* What you are asked to do
Word for word, transcribe the data below from the line with "pub enum StorageError" to the line with "pub fn permanent(key: &StorageKey, message: impl", keeping both of those lines.

* Stored data
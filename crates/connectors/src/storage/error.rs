use model::core::identifiers::StorageKey;
use thiserror::Error;

#[derive(Debug, Error)]
pub enum StorageError {
    /// Worth retrying with the same key and bytes.
    #[error("Transient storage failure for '{key}': {message}")]
    Transient { key: StorageKey, message: String },

    /// Retrying cannot succeed.
    #[error("Permanent storage failure for '{key}': {message}")]
    Permanent { key: StorageKey, message: String },
}

impl StorageError {
    pub fn transient(key: &StorageKey, message: impl Into<String>) -> Self {
        StorageError::Transient {
            key: key.clone(),
            message: message.into(),
        }
    }

    pub fn permanent(key: &StorageKey, message: impl Into<String>) -> Self {
        StorageError::Permanent {
            key: key.clone(),
            message: message.into(),
        }
    }

    pub fn key(&self) -> &StorageKey {
        match self {
            StorageError::Transient { key, .. } | StorageError::Permanent { key, .. } => key,
        }
    }

    pub fn is_transient(&self) -> bool {
        matches!(self, StorageError::Transient { .. })
    }
}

* Answer section
pub enum StorageError {
    /// Worth retrying with the same key and bytes.
    #[error("Transient storage failure for '{key}': {message}")]
    Transient { key: StorageKey, message: String },

    /// Retrying cannot succeed.
    #[error("Permanent storage failure for '{key}': {message}")]
    Permanent { key: StorageKey, message: String },
}

impl StorageError {
    pub fn transient(key: &StorageKey, message: impl Into<String>) -> Self {
        StorageError::Transient {
            key: key.clone(),
            message: message.into(),
        }
    }

    pub fn permanent(key: &StorageKey, message: impl Into<String>) -> Self {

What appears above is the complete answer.